The Basics of Proper Form
“You Can’t Teach an Old Dog New Tricks”
While this may not be entirely true, the best way to break a bad habit is to never get started in the first place. Good form is something that, once learned, will stick with you for the rest of your fitness journey. If you never take the time to learn the correct technique, you’ll be stuck lifting improperly for the rest of your life, or at least until you get injured. In addition to the injury potential, bad form can also result in less effective training and put you on the receiving end of unwanted looks in the gym. If you’re just getting into weightlifting, it is important to start with lighter weight and get your form down early – your body will thank you.
Why it’s important
Injury Prevention
There are some nasty gym injuries out there, and while gory YouTube accidents may get the most attention, the most common injuries are actually the result of improper form. Back pain, joint damage, and muscular tears are examples of progress-shattering injuries that can be prevented with correct technique.
Muscle Targeting
Most exercises are performed to target specific muscle groups. Without proper form, you may be involuntary activating other muscles, and making your workout less effective. For example, bench press is meant to target your chest muscles (with secondary activation coming from your shoulders and triceps).

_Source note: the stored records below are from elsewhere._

use thiserror::Error;

/// Setup-time contract violations.
///
/// Per-step numeric problems never surface here; the integrator absorbs them by
/// clamping. Only conditions that would otherwise leave the store in a corrupted
/// state abort initialization.
#[derive(Error, Debug, Clone, PartialEq)]
pub enum SimError {
    #[error("particle count must be greater than zero")]
    EmptyParticleSet,

    #[error("grid of {size}x{size} texels exceeds the maximum of {max}x{max}")]
    GridTooLarge { size: u32, max: u32 },

    #[error("seed buffer holds {actual} positions but the grid maps {expected} particles")]
    SeedLengthMismatch { expected: usize, actual: usize },

    #[error("seed position {index} is not finite")]
    NonFiniteSeed { index: usize },
}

If you feel stress in your biceps or lower back instead, the exercise is probably not having the effect you’d like, and you should check your form.
What Good Form Looks Like
While each and every exercise has its own criteria for ‘proper form’, there are a few broader principles that are common across all movement types:
Spinal Alignment
Maintaining a flat lower back will help protect your spine and prevent lower back injury. When you’re setting up for an exercise, push your chest out and retract your shoulders back and then down (as if your tucking your shoulder blades into imaginary pockets on your back). This removes stress from your spinal column and moves the tension onto your stabilizing muscles. Maintaining this posture throughout your entire set is a great way to strengthen those support muscles and prevent future injuries.
Joint Alignment
Another common element of good form is parallel or stacked joints. All of your joints should be on the same vertical/horizontal plane and form an approximate 90-degree angle. For example, when you’re performing a bench press, you want to hold on the bar so that your forearms are perfectly perpendicular with your body, and point in a straight line up to the ceiling. If your grip is too wide, your forearms will be pointed slightly outwards, and holding this unnatural position will create unnecessary stress on your elbows.
Why Form Breaks
Lifting Too Heavy
When you try to lift weight that is too heavy, your body will compensate by activating other muscles. You see this most often during squats, as people bend their back to help get the weight up. This happens as your body shifts effort from your legs to your back, in an attempt to distribute the weight. Start light, and work your way up gradually. A gym injury will have a much greater impact on the amount of weight you’re lifting in the long run.
Laziness
Your body wants to conserve energy and is used to performing movements in a specific manner. This is why you just reach down to tie your shoes, instead of performing a full squat. But picking up a barbell is much different than grabbing something off of the floor. So, when you start lifting heavier things, you will need to train your body to move differently and activate your larger muscles.